In April 1983 the Hull Truck Company made the Spring Street Theatre its home. Originally converted from St Stephen's church hall (the church itself had been bombed in the Second World War), this tiny 150-seat theatre space was known as The Hull Arts Centre where Hull playwright Alan Plater co-founded the Humberside Theatre in 1970. The theatre had closed in 1981. From 1983 it was known as the Hull Truck Theatre.

John Godber became artistic director in 1984 although at first he was unaware of how much the Hull Truck Theatre was struggling financially. He had been making a good living as a teacher but the idea of being able to produce some of his own works led him to accept the post. He wrote Up 'n' Under, a play about rugby league in Hull, which proved to be a success.

One of Hull Truck's most performed and famous plays is Godber's Bouncers. This celebrated its 30th anniversary in 2007 and was the final play to be performed before moving to a new venue.

==A new home in Ferensway==
In 2006 work had begun on a new 440-seat theatre in Ferensway, Hull, as part of the St Stephen's development. Specially built for the Hull Truck Company, funded by the Arts Council, Hull City Council and the European Regional Development Fund, the theatre was completed three years later at a cost of around £15 million.
The first production was Godber's play Funny Turns which opened on 25 April 2009.

Under the two-year tenure of artistic director Gareth Tudor Price, the Hull Truck Theatre hosted the launch of Hull's Larkin 25 Festival in June 2010, marking 25 years since the poet's death with 25 weeks of events. The launch included poetry from Mario Petrucci, a performance from the band All What Jazz (named after Philip Larkin's 1985 book) and provided the setting for the annual Philip Larkin Society Distinguished Guest Lecture, given that year by actor and dramatist Barrie Rutter.
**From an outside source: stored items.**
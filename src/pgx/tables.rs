//! Loading of curated allele definition and translation tables.

use std::path::{Path, PathBuf};

use indexmap::IndexMap;
use serde::{Deserialize, Serialize};

use crate::{common::io::open_read_maybe_gz, err::PgxError, pgx::loci::Gene};

/// Default directory with the reference data files.
pub const DEFAULT_DATA_DIR: &str = "data/pgx";

/// Keys starting with this prefix are metadata in key/value documents.
pub const DEFAULT_METADATA_PREFIX: &str = "_";

/// Marker for placeholder rows in allele definition tables.
const INERT: &str = "-";

/// Module with code supporting the parsing.
mod input {
    use serde::Deserialize;

    /// One row of an allele definition TSV file.
    #[derive(Debug, Deserialize)]
    pub struct Record {
        /// Star allele label, e.g., `*2`
        pub allele: String,
        /// Defining rsID or `-`
        pub rsid: String,
        /// Required alternate base or `-`
        pub alt: String,
        /// Functional class
        #[serde(default)]
        pub function: Option<String>,
    }
}

/// One defining variant of a star allele.
#[derive(Debug, Clone, PartialEq, Eq, Serialize, Deserialize)]
pub struct AlleleDefinition {
    pub gene: Gene,
    /// Star allele label, e.g., `*2`.
    pub allele: String,
    /// The defining rsID.
    pub rsid: String,
    /// The alternate base required for the allele.
    pub alt: String,
    /// Functional class, if given.
    pub function: Option<String>,
}

/// Key to display label mapping with metadata entries removed.
#[derive(Debug, Clone, Default, PartialEq, Eq, Serialize, Deserialize)]
pub struct TranslationTable {
    entries: IndexMap<String, String>,
}

impl TranslationTable {
    pub fn get(&self, key: &str) -> Option<&str> {
        self.entries.get(key).map(|s| s.as_str())
    }

    pub fn len(&self) -> usize {
        self.entries.len()
    }

    pub fn is_empty(&self) -> bool {
        self.entries.is_empty()
    }
}

impl FromIterator<(String, String)> for TranslationTable {
    fn from_iter<I: IntoIterator<Item = (String, String)>>(iter: I) -> Self {
        TranslationTable {
            entries: iter.into_iter().collect(),
        }
    }
}

/// Phenotype to drug to guideline text mapping.
#[derive(Debug, Clone, Default, PartialEq, Eq, Serialize, Deserialize)]
pub struct GuidelineTable {
    entries: IndexMap<String, IndexMap<String, String>>,
}

impl GuidelineTable {
    /// Guideline for `phenotype` and `drug`; drug names are compared case-insensitively.
    pub fn get(&self, phenotype: &str, drug: &str) -> Option<&str> {
        let drug = drug.trim().to_lowercase();
        self.entries.get(phenotype).and_then(|drugs| {
            drugs
                .iter()
                .find(|(name, _)| name.to_lowercase() == drug)
                .map(|(_, text)| text.as_str())
        })
    }
}

/// The curated tables of one star-allele gene.
#[derive(Debug, Clone, PartialEq)]
pub struct GeneTables {
    pub gene: Gene,
    pub definitions: Vec<AlleleDefinition>,
    pub translation: TranslationTable,
}

/// Access to the reference data directory.
#[derive(Debug, Clone, PartialEq, Eq)]
pub struct ReferenceData {
    dir: PathBuf,
    metadata_prefix: String,
}

impl Default for ReferenceData {
    fn default() -> Self {
        Self::new(DEFAULT_DATA_DIR)
    }
}

impl ReferenceData {
    pub fn new<P: Into<PathBuf>>(dir: P) -> Self {
        Self {
            dir: dir.into(),
            metadata_prefix: DEFAULT_METADATA_PREFIX.to_owned(),
        }
    }

    pub fn with_metadata_prefix(mut self, prefix: &str) -> Self {
        self.metadata_prefix = prefix.to_owned();
        self
    }

    pub fn dir(&self) -> &Path {
        &self.dir
    }

    /// Path of a reference file in the data directory.
    pub fn path(&self, file_name: &str) -> PathBuf {
        self.dir.join(file_name)
    }

    /// Load `<gene>_allele_definitions.tsv`, skipping inert rows.
    pub fn load_allele_definitions(&self, gene: Gene) -> Result<Vec<AlleleDefinition>, PgxError> {
        let path = self.path(&format!("{}_allele_definitions.tsv", gene.file_stem()));
        tracing::debug!("loading allele definitions from {:?}", &path);

        let mut reader = csv::ReaderBuilder::new()
            .has_headers(true)
            .delimiter(b'\t')
            .comment(Some(b'#'))
            .flexible(true)
            .trim(csv::Trim::All)
            .from_reader(open_read_maybe_gz(&path)?);

        let mut result = Vec::new();
        for record in reader.deserialize() {
            let record: input::Record = record
                .map_err(|e| PgxError::Processing(format!("problem reading {:?}: {}", &path, e)))?;
            if record.rsid == INERT || record.alt == INERT {
                tracing::trace!("skipping inert row for {} {}", gene, &record.allele);
                continue;
            }
            if record.allele == "*1" {
                tracing::warn!("ignoring explicit *1 row in {:?}", &path);
                continue;
            }
            result.push(AlleleDefinition {
                gene,
                allele: record.allele,
                rsid: record.rsid,
                alt: record.alt,
                function: record.function.filter(|f| !f.is_empty()),
            });
        }

        Ok(result)
    }

    /// Load the JSON document `file_name` with metadata keys removed.
    fn load_document(
        &self,
        file_name: &str,
    ) -> Result<IndexMap<String, serde_json::Value>, PgxError> {
        let path = self.path(file_name);
        tracing::debug!("loading key/value document {:?}", &path);

        let reader = open_read_maybe_gz(&path)?;
        let document: IndexMap<String, serde_json::Value> = serde_json::from_reader(reader)
            .map_err(|e| PgxError::Processing(format!("problem decoding {:?}: {}", &path, e)))?;

        Ok(document
            .into_iter()
            .filter(|(key, _)| !key.starts_with(&self.metadata_prefix))
            .collect())
    }

    /// Load a flat key to label document, e.g., `warfarin_dosing.json`.
    pub fn load_key_value(&self, file_name: &str) -> Result<TranslationTable, PgxError> {
        self.load_document(file_name)?
            .into_iter()
            .map(|(key, value)| match value {
                serde_json::Value::String(label) => Ok((key, label)),
                other => Err(PgxError::Processing(format!(
                    "value of {:?} in {} is not a string: {}",
                    &key, file_name, other
                ))),
            })
            .collect()
    }

    /// Load the diplotype translation table `<gene>_phenotypes.json`.
    pub fn load_translation(&self, gene: Gene) -> Result<TranslationTable, PgxError> {
        self.load_key_value(&format!("{}_phenotypes.json", gene.file_stem()))
    }

    /// Load a nested phenotype to drug to guideline document.
    pub fn load_guidelines(&self, file_name: &str) -> Result<GuidelineTable, PgxError> {
        let entries = self
            .load_document(file_name)?
            .into_iter()
            .map(|(phenotype, drugs)| {
                serde_json::from_value::<IndexMap<String, String>>(drugs)
                    .map(|drugs| (phenotype, drugs))
                    .map_err(|e| {
                        PgxError::Processing(format!("problem decoding {}: {}", file_name, e))
                    })
            })
            .collect::<Result<_, _>>()?;
        Ok(GuidelineTable { entries })
    }

    /// Load both curated tables of `gene`.
    pub fn load_gene_tables(&self, gene: Gene) -> Result<GeneTables, PgxError> {
        Ok(GeneTables {
            gene,
            definitions: self.load_allele_definitions(gene)?,
            translation: self.load_translation(gene)?,
        })
    }
}

/// Load the curated tables of `gene` from `base_dir` or the default data directory.
pub fn load_gene_tables(gene: Gene, base_dir: Option<&Path>) -> Result<GeneTables, PgxError> {
    base_dir
        .map(ReferenceData::new)
        .unwrap_or_default()
        .load_gene_tables(gene)
}

/// Turn "file not found" into `None`, meaning that no curated data is available.
pub fn optional<T>(result: Result<T, PgxError>) -> Result<Option<T>, PgxError> {
    match result {
        Ok(value) => Ok(Some(value)),
        Err(PgxError::NotFound(path)) => {
            tracing::debug!("no curated data at {:?}", &path);
            Ok(None)
        }
        Err(e) => Err(e),
    }
}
The following month, following a review of Hull Truck's management structure, Paul Marshall became operations director and Andrew Smaje was appointed to fill the newly created role of chief executive to develop the theatre's programme and to entice new audiences. Smaje took up his role that October, moving on from a decade at the Theatre Royal, Bath.

==Notable seasons==
===40th anniversary celebrations===

In 2012, Hull Truck Theatre celebrated its 40th birthday. This year's production included a revival of the play Once Upon a Time in Wigan starring Craige Els, the premiere of Matt Hartley's Sixty Five Miles with Ian Bleasdale, a new production of Krapp's Last Tape by Samuel Beckett and a UK tour of DNA by Dennis Kelly, starring James Alexandrou

Mike Bradwell, who had gone on to be Artistic Director at the Bush Theatre (1996–2007), returned to Hull Truck in March 2012 to perform excerpts from the early Hull Truck shows in celebration the 40th anniversary of the company's formation. He was joined by fellow performers from those days – the original Truckers – John Lee, Steve Halliwell, Dave Greaves, Alan Williams, Cass Patton, Rachel Bell, Mary East, Pete Nicholson, David Ambrose, Steve Marshall and David Hatton.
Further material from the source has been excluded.